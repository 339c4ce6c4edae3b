//! Token types produced by the scanner

use std::fmt;

use serde::{Deserialize, Serialize};

use crate::util::unicode::line_terminator_len;

/// Token types
///
/// Keywords, punctuators and literals are not split further: the token text
/// carries the exact spelling.
#[derive(Debug, Clone, Copy, PartialEq, Eq, Hash, Serialize, Deserialize)]
pub enum TokenKind {
    Comment,
    WhiteSpace,
    LineTerminator,
    /// A template chunk: `` `…` ``, `` `…${ ``, `}…${` or `` }…` ``
    Template,
    String,
    Punctuator,
    RegularExpression,
    Numeric,
    Identifier,
    Null,
    Boolean,
    Keyword,
}

impl TokenKind {
    /// Comments, whitespace and line terminators
    pub fn is_trivia(self) -> bool {
        matches!(self, Self::Comment | Self::WhiteSpace | Self::LineTerminator)
    }

    pub fn as_str(self) -> &'static str {
        match self {
            Self::Comment => "Comment",
            Self::WhiteSpace => "WhiteSpace",
            Self::LineTerminator => "LineTerminator",
            Self::Template => "Template",
            Self::String => "String",
            Self::Punctuator => "Punctuator",
            Self::RegularExpression => "RegularExpression",
            Self::Numeric => "Numeric",
            Self::Identifier => "Identifier",
            Self::Null => "Null",
            Self::Boolean => "Boolean",
            Self::Keyword => "Keyword",
        }
    }
}

impl fmt::Display for TokenKind {
    fn fmt(&self, f: &mut fmt::Formatter<'_>) -> fmt::Result {
        f.write_str(self.as_str())
    }
}

/// Keywords, future reserved words included
pub const KEYWORDS: &[&str] = &[
    "if", "while", "for", "with", "typeof", "in", "void", "case", "instanceof", "yield", "throw",
    "delete", "else", "return", "do", "var", "function", "this", "new", "break", "catch",
    "finally", "try", "default", "continue", "switch", "const", "export", "import", "class",
    "extends", "debugger", "super", "let", "static", "enum", "await", "implements", "package",
    "protected", "interface", "private", "public",
];

/// Keywords after which a `/` starts a regular expression, e.g. `typeof /a/`
pub const REGEX_PREFIX_KEYWORDS: &[&str] = &[
    "typeof", "in", "void", "case", "instanceof", "yield", "throw", "delete", "else", "return",
    "do",
];

/// Keywords whose parenthesized head may be followed by a regular expression,
/// e.g. `if (x) /a/.test(y)`
pub const REGEX_PAREN_KEYWORDS: &[&str] = &["if", "while", "for", "with"];

/// Classify an identifier-like run
pub fn classify_word(text: &str) -> TokenKind {
    match text {
        "true" | "false" => TokenKind::Boolean,
        "null" => TokenKind::Null,
        _ if KEYWORDS.contains(&text) => TokenKind::Keyword,
        _ => TokenKind::Identifier,
    }
}

/// Line/column pair. Lines are 1-based, columns 0-based.
#[derive(Debug, Clone, Copy, Default, PartialEq, Eq, Serialize, Deserialize)]
pub struct Position {
    pub line: u32,
    pub column: u32,
}

/// Start/end line-column location
#[derive(Debug, Clone, Copy, Default, PartialEq, Eq, Serialize, Deserialize)]
pub struct SourceLocation {
    pub start: Position,
    pub end: Position,
}

/// Half-open byte range into the source
pub type Range = (usize, usize);

/// Pattern and flags of a regular expression literal
#[derive(Debug, Clone, Copy, PartialEq, Eq, Serialize)]
pub struct RegexParts<'a> {
    pub pattern: &'a str,
    pub flags: &'a str,
}

impl<'a> RegexParts<'a> {
    /// Split `/pattern/flags` at its last slash
    pub fn split(text: &'a str) -> Self {
        let last = text.rfind('/').unwrap_or(0);
        RegexParts {
            pattern: text.get(1..last).unwrap_or(""),
            flags: &text[last + 1..],
        }
    }
}

/// A lexical token borrowing its text from the source
#[derive(Debug, Clone, PartialEq, Serialize)]
pub struct Token<'a> {
    #[serde(rename = "type")]
    pub kind: TokenKind,
    pub value: &'a str,
    #[serde(skip_serializing_if = "Option::is_none")]
    pub regex: Option<RegexParts<'a>>,
    #[serde(rename = "hasLineTerminator", skip_serializing_if = "std::ops::Not::not")]
    pub has_line_terminator_before: bool,
    #[serde(skip_serializing_if = "Option::is_none")]
    pub range: Option<Range>,
    #[serde(skip_serializing_if = "Option::is_none")]
    pub loc: Option<SourceLocation>,
}

impl<'a> Token<'a> {
    /// Create a bare token without location information
    pub fn new(kind: TokenKind, value: &'a str) -> Self {
        Token {
            kind,
            value,
            regex: None,
            has_line_terminator_before: false,
            range: None,
            loc: None,
        }
    }

    pub fn is_punctuator(&self, text: &str) -> bool {
        self.kind == TokenKind::Punctuator && self.value == text
    }

    pub fn is_keyword(&self, text: &str) -> bool {
        self.kind == TokenKind::Keyword && self.value == text
    }
}

/// Scan position
///
/// Line and column are only maintained when location tracking is enabled.
#[derive(Debug, Clone, Copy, PartialEq, Eq)]
pub struct Cursor {
    pub offset: usize,
    pub line: u32,
    pub column: u32,
}

impl Default for Cursor {
    fn default() -> Self {
        Cursor {
            offset: 0,
            line: 1,
            column: 0,
        }
    }
}

impl Cursor {
    pub fn position(&self) -> Position {
        Position {
            line: self.line,
            column: self.column,
        }
    }

    /// Move past `text`, which must start at the current offset
    pub fn advance(&mut self, text: &str, track_lines: bool) {
        self.offset += text.len();
        if !track_lines {
            return;
        }

        let mut rest = text;
        while let Some(c) = rest.chars().next() {
            if let Some(len) = line_terminator_len(rest) {
                self.line += 1;
                self.column = 0;
                rest = &rest[len..];
            } else {
                self.column += 1;
                rest = &rest[c.len_utf8()..];
            }
        }
    }
}

#[cfg(test)]
mod tests {
    use super::*;

    #[test]
    fn test_classify_word() {
        assert_eq!(classify_word("foo"), TokenKind::Identifier);
        assert_eq!(classify_word("typeof"), TokenKind::Keyword);
        assert_eq!(classify_word("interface"), TokenKind::Keyword);
        assert_eq!(classify_word("true"), TokenKind::Boolean);
        assert_eq!(classify_word("null"), TokenKind::Null);
        assert_eq!(classify_word("of"), TokenKind::Identifier);
        assert_eq!(classify_word("undefined"), TokenKind::Identifier);
    }

    #[test]
    fn test_regex_parts() {
        let parts = RegexParts::split("/a\\/b/gi");
        assert_eq!(parts.pattern, "a\\/b");
        assert_eq!(parts.flags, "gi");

        let parts = RegexParts::split("/x/");
        assert_eq!(parts.pattern, "x");
        assert_eq!(parts.flags, "");
    }

    #[test]
    fn test_cursor_advance() {
        let mut cursor = Cursor::default();
        cursor.advance("ab\r\ncd\ne", true);
        assert_eq!(cursor.offset, 8);
        assert_eq!(cursor.line, 3);
        assert_eq!(cursor.column, 1);

        let mut cursor = Cursor::default();
        cursor.advance("é\n", false);
        assert_eq!(cursor.offset, 3);
        assert_eq!(cursor.line, 1);
    }

    #[test]
    fn test_token_json_shape() {
        let mut token = Token::new(TokenKind::Punctuator, "+");
        token.range = Some((1, 2));
        let json = serde_json::to_value(&token).unwrap();
        assert_eq!(json, serde_json::json!({"type": "Punctuator", "value": "+", "range": [1, 2]}));

        token.has_line_terminator_before = true;
        let json = serde_json::to_value(&token).unwrap();
        assert_eq!(json["hasLineTerminator"], serde_json::json!(true));
    }
}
--------
▸ EXERCISE REQUIREMENTS: Reproduce the data shown above with every line intact.

▸ TASK RESPONSE:
repository 339c4ce6c4edae3b
//! Token types produced by the scanner

use std::fmt;

use serde::{Deserialize, Serialize};

use crate::util::unicode::line_terminator_len;

/// Token types
///
/// Keywords, punctuators and literals are not split further: the token text
/// carries the exact spelling.
#[derive(Debug, Clone, Copy, PartialEq, Eq, Hash, Serialize, Deserialize)]
pub enum TokenKind {
    Comment,
    WhiteSpace,
    LineTerminator,
    /// A template chunk: `` `…` ``, `` `…${ ``, `}…${` or `` }…` ``
    Template,
    String,
    Punctuator,
    RegularExpression,
    Numeric,
    Identifier,
    Null,
    Boolean,
    Keyword,
}

impl TokenKind {
    /// Comments, whitespace and line terminators
    pub fn is_trivia(self) -> bool {
        matches!(self, Self::Comment | Self::WhiteSpace | Self::LineTerminator)
    }

    pub fn as_str(self) -> &'static str {
        match self {
            Self::Comment => "Comment",
            Self::WhiteSpace => "WhiteSpace",
            Self::LineTerminator => "LineTerminator",
            Self::Template => "Template",
            Self::String => "String",
            Self::Punctuator => "Punctuator",
            Self::RegularExpression => "RegularExpression",
            Self::Numeric => "Numeric",
            Self::Identifier => "Identifier",
            Self::Null => "Null",
            Self::Boolean => "Boolean",
            Self::Keyword => "Keyword",
        }
    }
}

impl fmt::Display for TokenKind {
    fn fmt(&self, f: &mut fmt::Formatter<'_>) -> fmt::Result {
        f.write_str(self.as_str())
    }
}

/// Keywords, future reserved words included
pub const KEYWORDS: &[&str] = &[
    "if", "while", "for", "with", "typeof", "in", "void", "case", "instanceof", "yield", "throw",
    "delete", "else", "return", "do", "var", "function", "this", "new", "break", "catch",
    "finally", "try", "default", "continue", "switch", "const", "export", "import", "class",
    "extends", "debugger", "super", "let", "static", "enum", "await", "implements", "package",
    "protected", "interface", "private", "public",
];

/// Keywords after which a `/` starts a regular expression, e.g. `typeof /a/`
pub const REGEX_PREFIX_KEYWORDS: &[&str] = &[
    "typeof", "in", "void", "case", "instanceof", "yield", "throw", "delete", "else", "return",
    "do",
];

/// Keywords whose parenthesized head may be followed by a regular expression,
/// e.g. `if (x) /a/.test(y)`
pub const REGEX_PAREN_KEYWORDS: &[&str] = &["if", "while", "for", "with"];

/// Classify an identifier-like run
pub fn classify_word(text: &str) -> TokenKind {
    match text {
        "true" | "false" => TokenKind::Boolean,
        "null" => TokenKind::Null,
        _ if KEYWORDS.contains(&text) => TokenKind::Keyword,
        _ => TokenKind::Identifier,
    }
}

/// Line/column pair. Lines are 1-based, columns 0-based.
#[derive(Debug, Clone, Copy, Default, PartialEq, Eq, Serialize, Deserialize)]
pub struct Position {
    pub line: u32,
    pub column: u32,
}

/// Start/end line-column location
#[derive(Debug, Clone, Copy, Default, PartialEq, Eq, Serialize, Deserialize)]
pub struct SourceLocation {
    pub start: Position,
    pub end: Position,
}

/// Half-open byte range into the source
pub type Range = (usize, usize);

/// Pattern and flags of a regular expression literal
#[derive(Debug, Clone, Copy, PartialEq, Eq, Serialize)]
pub struct RegexParts<'a> {
    pub pattern: &'a str,
    pub flags: &'a str,
}

impl<'a> RegexParts<'a> {
    /// Split `/pattern/flags` at its last slash
    pub fn split(text: &'a str) -> Self {
        let last = text.rfind('/').unwrap_or(0);
        RegexParts {
            pattern: text.get(1..last).unwrap_or(""),
            flags: &text[last + 1..],
        }
    }
}

/// A lexical token borrowing its text from the source
#[derive(Debug, Clone, PartialEq, Serialize)]
pub struct Token<'a> {
    #[serde(rename = "type")]
    pub kind: TokenKind,
    pub value: &'a str,
    #[serde(skip_serializing_if = "Option::is_none")]
    pub regex: Option<RegexParts<'a>>,
    #[serde(rename = "hasLineTerminator", skip_serializing_if = "std::ops::Not::not")]
    pub has_line_terminator_before: bool,
    #[serde(skip_serializing_if = "Option::is_none")]
    pub range: Option<Range>,
    #[serde(skip_serializing_if = "Option::is_none")]
    pub loc: Option<SourceLocation>,
}

impl<'a> Token<'a> {
    /// Create a bare token without location information
    pub fn new(kind: TokenKind, value: &'a str) -> Self {
        Token {
            kind,
            value,
            regex: None,
            has_line_terminator_before: false,
            range: None,
            loc: None,
        }
    }

    pub fn is_punctuator(&self, text: &str) -> bool {
        self.kind == TokenKind::Punctuator && self.value == text
    }

    pub fn is_keyword(&self, text: &str) -> bool {
        self.kind == TokenKind::Keyword && self.value == text
    }
}

/// Scan position
///
/// Line and column are only maintained when location tracking is enabled.
#[derive(Debug, Clone, Copy, PartialEq, Eq)]
pub struct Cursor {
    pub offset: usize,
    pub line: u32,
    pub column: u32,
}

impl Default for Cursor {
    fn default() -> Self {
        Cursor {
            offset: 0,
            line: 1,
            column: 0,
        }
    }
}

impl Cursor {
    pub fn position(&self) -> Position {
        Position {
            line: self.line,
            column: self.column,
        }
    }

    /// Move past `text`, which must start at the current offset
    pub fn advance(&mut self, text: &str, track_lines: bool) {
        self.offset += text.len();
        if !track_lines {
            return;
        }

        let mut rest = text;
        while let Some(c) = rest.chars().next() {
            if let Some(len) = line_terminator_len(rest) {
                self.line += 1;
                self.column = 0;
                rest = &rest[len..];
            } else {
                self.column += 1;
                rest = &rest[c.len_utf8()..];
            }
        }
    }
}

#[cfg(test)]
mod tests {
    use super::*;

    #[test]
    fn test_classify_word() {
        assert_eq!(classify_word("foo"), TokenKind::Identifier);
        assert_eq!(classify_word("typeof"), TokenKind::Keyword);
        assert_eq!(classify_word("interface"), TokenKind::Keyword);
        assert_eq!(classify_word("true"), TokenKind::Boolean);
        assert_eq!(classify_word("null"), TokenKind::Null);
        assert_eq!(classify_word("of"), TokenKind::Identifier);
        assert_eq!(classify_word("undefined"), TokenKind::Identifier);
    }

    #[test]
    fn test_regex_parts() {
        let parts = RegexParts::split("/a\\/b/gi");
        assert_eq!(parts.pattern, "a\\/b");
        assert_eq!(parts.flags, "gi");

        let parts = RegexParts::split("/x/");
        assert_eq!(parts.pattern, "x");
        assert_eq!(parts.flags, "");
    }

    #[test]
    fn test_cursor_advance() {
        let mut cursor = Cursor::default();
        cursor.advance("ab\r\ncd\ne", true);
        assert_eq!(cursor.offset, 8);
        assert_eq!(cursor.line, 3);
        assert_eq!(cursor.column, 1);

        let mut cursor = Cursor::default();
        cursor.advance("é\n", false);
        assert_eq!(cursor.offset, 3);
        assert_eq!(cursor.line, 1);
    }

    #[test]
    fn test_token_json_shape() {
        let mut token = Token::new(TokenKind::Punctuator, "+");
        token.range = Some((1, 2));
        let json = serde_json::to_value(&token).unwrap();
        assert_eq!(json, serde_json::json!({"type": "Punctuator", "value": "+", "range": [1, 2]}));

        token.has_line_terminator_before = true;
        let json = serde_json::to_value(&token).unwrap();
        assert_eq!(json["hasLineTerminator"], serde_json::json!(true));
    }
}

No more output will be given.